Work task:
Using the data below, please return every line exactly as given.

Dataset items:
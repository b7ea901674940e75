use crate::all::*;

// Samples used at most when extrapolating past either end of a fragment.
pub const EXTRAPOLATION_SAMPLES: usize = 10;

#[derive(Clone, Copy, Debug, PartialEq, Eq, PartialOrd, Ord, Hash)]
pub struct FragmentId(pub usize);

impl fmt::Display for FragmentId {
  fn fmt(&self, f: &mut fmt::Formatter<'_>) -> fmt::Result {
    write!(f, "#{}", self.0)
  }
}

// Dense run of observations of one marker, covering frames
// `[begin_frame, end_frame())` with exactly one point per frame.
#[derive(Clone, Debug, PartialEq)]
pub struct Fragment {
  pub name: String,
  pub begin_frame: i64,
  pub points: Vec<Point>,
}

impl Fragment {
  pub fn new(name: String, begin_frame: i64, points: Vec<Point>) -> Fragment {
    assert!(!points.is_empty(), "Fragments must contain at least one frame.");
    Fragment { name, begin_frame, points }
  }

  pub fn from_point(name: String, frame: i64, point: Point) -> Fragment {
    Fragment::new(name, frame, vec![point])
  }

  pub fn end_frame(&self) -> i64 {
    self.begin_frame + self.points.len() as i64
  }

  pub fn num_frames(&self) -> usize {
    self.points.len()
  }

  pub fn first(&self) -> &Point {
    &self.points[0]
  }

  pub fn last(&self) -> &Point {
    &self.points[self.points.len() - 1]
  }

  // Number of frames from the end of `self` to the start of `next`.
  pub fn gap_to(&self, next: &Fragment) -> i64 {
    next.begin_frame - self.end_frame()
  }

  pub fn has_frame(&self, frame: i64) -> bool {
    frame >= self.begin_frame && frame < self.end_frame()
  }

  pub fn get_frame(&self, frame: i64) -> Option<&Point> {
    if !self.has_frame(frame) { return None }
    Some(&self.points[(frame - self.begin_frame) as usize])
  }

  pub fn average(&self) -> Point {
    mean(&self.points)
  }

  // Splits so that the second part begins at `frame`. Returns `None` unless
  // both parts would be non-empty.
  pub fn split(&self, frame: i64) -> Option<(Fragment, Fragment)> {
    if frame <= self.begin_frame || frame >= self.end_frame() { return None }
    let i = (frame - self.begin_frame) as usize;
    Some((
      Fragment::new(self.name.clone(), self.begin_frame, self.points[..i].to_vec()),
      Fragment::new(self.name.clone(), frame, self.points[i..].to_vec()),
    ))
  }

  // Fit to the trailing samples. Time zero is `end_frame()`, so the last
  // point sits at `t = -1`.
  pub fn tail_polynomial(&self) -> Polynomial {
    let n = usize::min(self.points.len(), EXTRAPOLATION_SAMPLES);
    let samples = &self.points[self.points.len() - n..];
    let times: Vec<f64> = (0..n).map(|i| i as f64 - n as f64).collect();
    Polynomial::fit(&times, samples, extrapolation_degree(n))
  }

  // Fit to the leading samples. Time zero is `begin_frame`.
  pub fn head_polynomial(&self) -> Polynomial {
    let n = usize::min(self.points.len(), EXTRAPOLATION_SAMPLES);
    let times: Vec<f64> = (0..n).map(|i| i as f64).collect();
    Polynomial::fit(&times, &self.points[..n], extrapolation_degree(n))
  }

  // Position `offset` frames past the end, offset 0 being the first frame after.
  pub fn predict(&self, offset: f64) -> Point {
    self.tail_polynomial().eval(offset)
  }

  // Position `offset` frames before the start, offset 0 being the first frame before.
  pub fn back_predict(&self, offset: f64) -> Point {
    self.head_polynomial().eval(-1. - offset)
  }
}

#[cfg(test)]
mod tests {
  use super::*;

  fn line(begin_frame: i64, n: usize) -> Fragment {
    let points = (0..n).map(|i| Point::new((begin_frame + i as i64) as f64, 0., 0.)).collect();
    Fragment::new("a".to_string(), begin_frame, points)
  }

  #[test]
  fn test_frames() {
    let f = line(3, 4);
    assert_eq!(f.end_frame(), 7);
    assert_eq!(f.num_frames(), 4);
    assert!(!f.has_frame(2));
    assert!(f.has_frame(3));
    assert!(f.has_frame(6));
    assert!(!f.has_frame(7));
    assert_eq!(f.get_frame(5), Some(&Point::new(5., 0., 0.)));
    assert_eq!(f.get_frame(7), None);
    assert_eq!(f.gap_to(&line(9, 1)), 2);
    assert_eq!(f.gap_to(&line(5, 1)), -2);
    assert_eq!(f.average(), Point::new(4.5, 0., 0.));
  }

  #[test]
  fn test_split() {
    let f = line(0, 5);
    let (a, b) = f.split(2).unwrap();
    assert_eq!(a.begin_frame, 0);
    assert_eq!(a.num_frames(), 2);
    assert_eq!(b.begin_frame, 2);
    assert_eq!(b.num_frames(), 3);
    assert_eq!(b.name, "a");
    assert!(f.split(0).is_none());
    assert!(f.split(5).is_none());
  }

  #[test]
  fn test_predict() {
    let f = line(0, 12);
    // Linear motion extrapolates exactly whatever the fit degree.
    assert!((f.predict(0.) - Point::new(12., 0., 0.)).norm() < 1e-9);
    assert!((f.predict(2.5) - Point::new(14.5, 0., 0.)).norm() < 1e-9);
    assert!((f.back_predict(0.) - Point::new(-1., 0., 0.)).norm() < 1e-9);
    assert!((f.back_predict(3.) - Point::new(-4., 0., 0.)).norm() < 1e-9);

    let single = Fragment::from_point("b".to_string(), 4, Point::new(1., 2., 3.));
    assert_eq!(single.predict(5.), Point::new(1., 2., 3.));
    assert_eq!(single.back_predict(5.), Point::new(1., 2., 3.));
  }

  #[test]
  fn test_predict_quadratic() {
    let points = (0..6).map(|i| {
      let t = i as f64;
      Point::new(t * t, 0., 1.)
    }).collect();
    let f = Fragment::new("c".to_string(), 0, points);
    assert!((f.predict(0.) - Point::new(36., 0., 1.)).norm() < 1e-9);
    assert!((f.back_predict(0.) - Point::new(1., 0., 1.)).norm() < 1e-9);
  }
}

Output of the exercise:
repository b7ea901674940e75
use crate::all::*;

// Samples used at most when extrapolating past either end of a fragment.
pub const EXTRAPOLATION_SAMPLES: usize = 10;

#[derive(Clone, Copy, Debug, PartialEq, Eq, PartialOrd, Ord, Hash)]
pub struct FragmentId(pub usize);

impl fmt::Display for FragmentId {
  fn fmt(&self, f: &mut fmt::Formatter<'_>) -> fmt::Result {
    write!(f, "#{}", self.0)
  }
}

// Dense run of observations of one marker, covering frames
// `[begin_frame, end_frame())` with exactly one point per frame.
#[derive(Clone, Debug, PartialEq)]
pub struct Fragment {
  pub name: String,
  pub begin_frame: i64,
  pub points: Vec<Point>,
}

impl Fragment {
  pub fn new(name: String, begin_frame: i64, points: Vec<Point>) -> Fragment {
    assert!(!points.is_empty(), "Fragments must contain at least one frame.");
    Fragment { name, begin_frame, points }
  }

  pub fn from_point(name: String, frame: i64, point: Point) -> Fragment {
    Fragment::new(name, frame, vec![point])
  }

  pub fn end_frame(&self) -> i64 {
    self.begin_frame + self.points.len() as i64
  }

  pub fn num_frames(&self) -> usize {
    self.points.len()
  }

  pub fn first(&self) -> &Point {
    &self.points[0]
  }

  pub fn last(&self) -> &Point {
    &self.points[self.points.len() - 1]
  }

  // Number of frames from the end of `self` to the start of `next`.
  pub fn gap_to(&self, next: &Fragment) -> i64 {
    next.begin_frame - self.end_frame()
  }

  pub fn has_frame(&self, frame: i64) -> bool {
    frame >= self.begin_frame && frame < self.end_frame()
  }

  pub fn get_frame(&self, frame: i64) -> Option<&Point> {
    if !self.has_frame(frame) { return None }
    Some(&self.points[(frame - self.begin_frame) as usize])
  }

  pub fn average(&self) -> Point {
    mean(&self.points)
  }

  // Splits so that the second part begins at `frame`. Returns `None` unless
  // both parts would be non-empty.
  pub fn split(&self, frame: i64) -> Option<(Fragment, Fragment)> {
    if frame <= self.begin_frame || frame >= self.end_frame() { return None }
    let i = (frame - self.begin_frame) as usize;
    Some((
      Fragment::new(self.name.clone(), self.begin_frame, self.points[..i].to_vec()),
      Fragment::new(self.name.clone(), frame, self.points[i..].to_vec()),
    ))
  }

  // Fit to the trailing samples. Time zero is `end_frame()`, so the last
  // point sits at `t = -1`.
  pub fn tail_polynomial(&self) -> Polynomial {
    let n = usize::min(self.points.len(), EXTRAPOLATION_SAMPLES);
    let samples = &self.points[self.points.len() - n..];
    let times: Vec<f64> = (0..n).map(|i| i as f64 - n as f64).collect();
    Polynomial::fit(&times, samples, extrapolation_degree(n))
  }

  // Fit to the leading samples. Time zero is `begin_frame`.
  pub fn head_polynomial(&self) -> Polynomial {
    let n = usize::min(self.points.len(), EXTRAPOLATION_SAMPLES);
    let times: Vec<f64> = (0..n).map(|i| i as f64).collect();
    Polynomial::fit(&times, &self.points[..n], extrapolation_degree(n))
  }

  // Position `offset` frames past the end, offset 0 being the first frame after.
  pub fn predict(&self, offset: f64) -> Point {
    self.tail_polynomial().eval(offset)
  }

  // Position `offset` frames before the start, offset 0 being the first frame before.
  pub fn back_predict(&self, offset: f64) -> Point {
    self.head_polynomial().eval(-1. - offset)
  }
}

#[cfg(test)]
mod tests {
  use super::*;

  fn line(begin_frame: i64, n: usize) -> Fragment {
    let points = (0..n).map(|i| Point::new((begin_frame + i as i64) as f64, 0., 0.)).collect();
    Fragment::new("a".to_string(), begin_frame, points)
  }

  #[test]
  fn test_frames() {
    let f = line(3, 4);
    assert_eq!(f.end_frame(), 7);
    assert_eq!(f.num_frames(), 4);
    assert!(!f.has_frame(2));
    assert!(f.has_frame(3));
    assert!(f.has_frame(6));
    assert!(!f.has_frame(7));
    assert_eq!(f.get_frame(5), Some(&Point::new(5., 0., 0.)));
    assert_eq!(f.get_frame(7), None);
    assert_eq!(f.gap_to(&line(9, 1)), 2);
    assert_eq!(f.gap_to(&line(5, 1)), -2);
    assert_eq!(f.average(), Point::new(4.5, 0., 0.));
  }

  #[test]
  fn test_split() {
    let f = line(0, 5);
    let (a, b) = f.split(2).unwrap();
    assert_eq!(a.begin_frame, 0);
    assert_eq!(a.num_frames(), 2);
    assert_eq!(b.begin_frame, 2);
    assert_eq!(b.num_frames(), 3);
    assert_eq!(b.name, "a");
    assert!(f.split(0).is_none());
    assert!(f.split(5).is_none());
  }

  #[test]
  fn test_predict() {
    let f = line(0, 12);
    // Linear motion extrapolates exactly whatever the fit degree.
    assert!((f.predict(0.) - Point::new(12., 0., 0.)).norm() < 1e-9);
    assert!((f.predict(2.5) - Point::new(14.5, 0., 0.)).norm() < 1e-9);
    assert!((f.back_predict(0.) - Point::new(-1., 0., 0.)).norm() < 1e-9);
    assert!((f.back_predict(3.) - Point::new(-4., 0., 0.)).norm() < 1e-9);

    let single = Fragment::from_point("b".to_string(), 4, Point::new(1., 2., 3.));
    assert_eq!(single.predict(5.), Point::new(1., 2., 3.));
    assert_eq!(single.back_predict(5.), Point::new(1., 2., 3.));
  }

  #[test]
  fn test_predict_quadratic() {
    let points = (0..6).map(|i| {
      let t = i as f64;
      Point::new(t * t, 0., 1.)
    }).collect();
    let f = Fragment::new("c".to_string(), 0, points);
    assert!((f.predict(0.) - Point::new(36., 0., 1.)).norm() < 1e-9);
    assert!((f.back_predict(0.) - Point::new(1., 0., 1.)).norm() < 1e-9);
  }
}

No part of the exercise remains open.